AVAILABLE DATA:
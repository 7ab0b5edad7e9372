//! Domain primitives, classification engine and check-in services.
//!
//! Purpose: turn free-text mood entries into a structured emotional profile
//! and track per-user check-in streaks. Everything here is transport
//! agnostic; adapters live in `outbound` and talk to the domain through
//! `ports`.
//!
//! Public surface:
//! - Error, ErrorCode - stable error payload returned by driving ports.
//! - AestheticKey, AestheticPreset - the ten final aesthetics.
//! - classify_aesthetic, sentiment_score, insight_for, classify_fallback:
//!   the deterministic classification pipeline.
//! - MoodClassifier - dispatcher that prefers external analysis.
//! - CheckInService - admission, streak tracking and history queries.
//! - SigningKeyCache - time-bounded identity-provider key cache.

pub mod admission;
pub mod aesthetic;
pub mod calendar;
pub mod check_in;
pub mod check_in_service;
pub mod classification;
pub mod classifier;
pub mod error;
pub mod insight;
pub mod lexicon;
pub mod mood_classifier;
pub mod ports;
pub mod sentiment;
pub mod signing_keys;
pub mod stats;
pub mod streak;
pub mod subject;
pub mod subject_locks;
pub mod taxonomy;

pub use self::admission::{AdmissionDecision, AdmissionPolicy, DEFAULT_GUEST_DAILY_LIMIT};
pub use self::aesthetic::{AestheticKey, AestheticPreset, UnknownAestheticKey};
pub use self::calendar::CheckInCalendar;
pub use self::check_in::{CheckIn, MOOD_TEXT_MAX, MoodText, MoodTextValidationError};
pub use self::check_in_service::CheckInService;
pub use self::classification::{ClassificationResult, ClassificationSource, Insight, VibeScore};
pub use self::classifier::{CategoryMatch, best_category, classify_aesthetic};
pub use self::error::{Error, ErrorCode, ErrorValidationError};
pub use self::insight::insight_for;
pub use self::mood_classifier::{DEFAULT_ANALYSIS_TIMEOUT, MoodClassifier, classify_fallback};
pub use self::sentiment::{NEUTRAL_SCORE, sentiment_score};
pub use self::signing_keys::{DEFAULT_SIGNING_KEY_TTL, SigningKeyCache, SigningKeyError};
pub use self::stats::VibeStats;
pub use self::streak::{StreakState, StreakUpdate};
pub use self::subject::{CheckInSubject, DEVICE_ID_MAX, DeviceId, SubjectValidationError, UserId};
pub use self::subject_locks::{SubjectGuard, SubjectLocks};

WORK INSTRUCTIONS: Copy out the lines of the records above in which the string "AestheticPreset" appears.

YOUR RESPONSE:
//! - AestheticKey, AestheticPreset - the ten final aesthetics.
pub use self::aesthetic::{AestheticKey, AestheticPreset, UnknownAestheticKey};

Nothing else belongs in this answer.